About this task> Please find the lines in the following records that hold "Centro", and copy them.

Stored items:
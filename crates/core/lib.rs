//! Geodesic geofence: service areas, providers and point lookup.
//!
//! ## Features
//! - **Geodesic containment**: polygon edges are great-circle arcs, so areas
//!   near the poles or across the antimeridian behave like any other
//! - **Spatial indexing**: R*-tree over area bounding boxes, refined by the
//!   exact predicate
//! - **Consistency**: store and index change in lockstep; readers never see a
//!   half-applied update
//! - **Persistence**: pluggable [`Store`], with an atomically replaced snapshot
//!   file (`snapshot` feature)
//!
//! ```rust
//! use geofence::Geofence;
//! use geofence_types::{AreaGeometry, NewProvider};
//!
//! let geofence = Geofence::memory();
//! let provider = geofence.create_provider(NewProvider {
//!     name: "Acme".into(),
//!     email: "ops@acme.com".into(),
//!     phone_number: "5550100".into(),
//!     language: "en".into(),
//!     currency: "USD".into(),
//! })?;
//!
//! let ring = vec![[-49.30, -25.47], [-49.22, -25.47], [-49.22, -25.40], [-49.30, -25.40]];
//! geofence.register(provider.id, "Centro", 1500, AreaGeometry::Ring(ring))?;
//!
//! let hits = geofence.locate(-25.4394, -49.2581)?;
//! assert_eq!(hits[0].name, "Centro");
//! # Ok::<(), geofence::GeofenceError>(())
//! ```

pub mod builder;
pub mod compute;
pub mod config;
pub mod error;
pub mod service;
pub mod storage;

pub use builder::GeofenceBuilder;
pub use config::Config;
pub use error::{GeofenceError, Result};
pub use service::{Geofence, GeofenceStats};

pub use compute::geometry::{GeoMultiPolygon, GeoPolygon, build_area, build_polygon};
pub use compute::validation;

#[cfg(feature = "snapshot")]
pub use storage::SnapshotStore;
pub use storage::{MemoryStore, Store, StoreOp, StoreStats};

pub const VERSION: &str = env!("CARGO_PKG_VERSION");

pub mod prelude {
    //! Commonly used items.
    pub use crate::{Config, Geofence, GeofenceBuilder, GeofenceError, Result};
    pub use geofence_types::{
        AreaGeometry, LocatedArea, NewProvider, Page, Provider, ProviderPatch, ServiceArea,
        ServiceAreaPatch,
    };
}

Response to this exercise>
//! geofence.register(provider.id, "Centro", 1500, AreaGeometry::Ring(ring))?;
//! assert_eq!(hits[0].name, "Centro");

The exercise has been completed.